President Donald Trump opened up the opportunity for possible dialogue between North Korea and the United States earlier this month when he said he would be “honored” to meet DPRK leader Kim Jong-Un. The suggestion of a meeting was a strong departure from three months of confrontational posturing by administration officials that publicly declared that the United States would be attempting a “new approach” with regard to North Korea and its nuclear weapons program.
But there was no mention of peace talks in the White House’s condemnation of North Korea’s latest ballistic missile test.
“With the missile impacting so close to Russian soil – in fact, closer to Russia than to Japan – the President cannot imagine that Russia is pleased,” the White House statement read. “North Korea has been a flagrant menace for far too long. South Korea and Japan have been watching this situation closely with us. The United States maintains our ironclad commitment to stand with our allies in the face of the serious threat posed by North Korea.

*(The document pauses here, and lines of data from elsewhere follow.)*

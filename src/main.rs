use routelet::cli::run_cli;

fn main() -> anyhow::Result<()> {
    run_cli()
}
//! # Dispatcher Module
//!
//! Runs one request through the whole cycle:
//!
//! 1. **Receive** - build a [`Request`](crate::model::Request) from the
//!    transport's [`Environ`](crate::server::Environ)
//! 2. **Before-hooks** - every middleware `before`, in registration order
//! 3. **Match** - first route whose method and full-path pattern match
//! 4. **Invoke** - call the handler with the request and captured strings
//! 5. **After-hooks** - every middleware `after`, in registration order
//! 6. **Emit** - status line, ordered headers and body chunks to the transport
//!
//! A request no route accepts is answered with `404 NOT FOUND`, an empty body
//! and `Content-Type: text/plain`. It skips the handler and, unless
//! [`DispatcherConfig::not_found_runs_after_hooks`](crate::config::DispatcherConfig)
//! is set, the after-hooks too.
//!
//! ## Error Handling
//!
//! Handler and middleware failures are not turned into responses. They return
//! as [`DispatchError`](crate::error::DispatchError) and the hosting transport
//! decides what the client sees. Setting
//! [`DispatcherConfig::recover_handler_faults`](crate::config::DispatcherConfig)
//! opts into a recovery boundary that answers handler errors and panics with
//! `500 INTERNAL SERVER ERROR`.
//!
//! ## Example
//!
//! ```rust
//! use routelet::dispatcher::Dispatcher;
//! use routelet::model::Response;
//! use routelet::server::Environ;
//!
//! let mut builder = Dispatcher::builder();
//! builder
//!     .get("/", |_req, _caps| Ok(Response::new("Hello world!")))
//!     .unwrap();
//! let dispatcher = builder.build();
//!
//! let mut status = String::new();
//! let body = dispatcher
//!     .dispatch(&Environ::new("GET", "/"), |line, _headers| status = line.to_string())
//!     .unwrap();
//! assert_eq!(status, "200 OK");
//! assert_eq!(body.into_bytes(), b"\"Hello world!\"".to_vec());
//! ```

mod core;

pub use core::{Dispatcher, DispatcherBuilder};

Let this latest provocation serve as a call for all nations to implement far stronger sanctions against North Korea.”
Russian Federation President Vladimir Putin was in Beijing on a two-day trip to China when the missile test occurred.
Still, Moscow’s response was far more dismissive than Washington’s.
RT reported that Russia’s ballistic missile launch early warning system (SPRN) had tracked the North Korean missile throughout its flight. “The missile launch didn’t pose any threat to the Russian Federation,” the Russian Foreign Ministry said in a statement, pointing out that the missile had landed 500 kilometers (311 miles) from Russian territory. “Russian early warning radar and air defense forces are on regular duty now.”
There has been a growing fear within the past few months that rising tensions in the region could be exploited, even exacerbated by North Korea. With the rogue nation’s aggressive ballistic missile testing and threats of continuing its nuclear weapons testing (also a clear violation of United Nations mandates), not to mention its bellicose threats of nuclear war against the U.S. and its allies and those nations’ reciprocal threats (including the U.S. threatening a preemptive military strike), relations have been strained. But then there was the hint that there might be some room for peaceful negotiations between all parties concerned (which included China, North Korea’s only political and economic ally).
It has taken only days and another ballistic missile test to send relations back to a more confrontational footing, leaving the world trying to decipher just what kind of message North Korea is trying to send.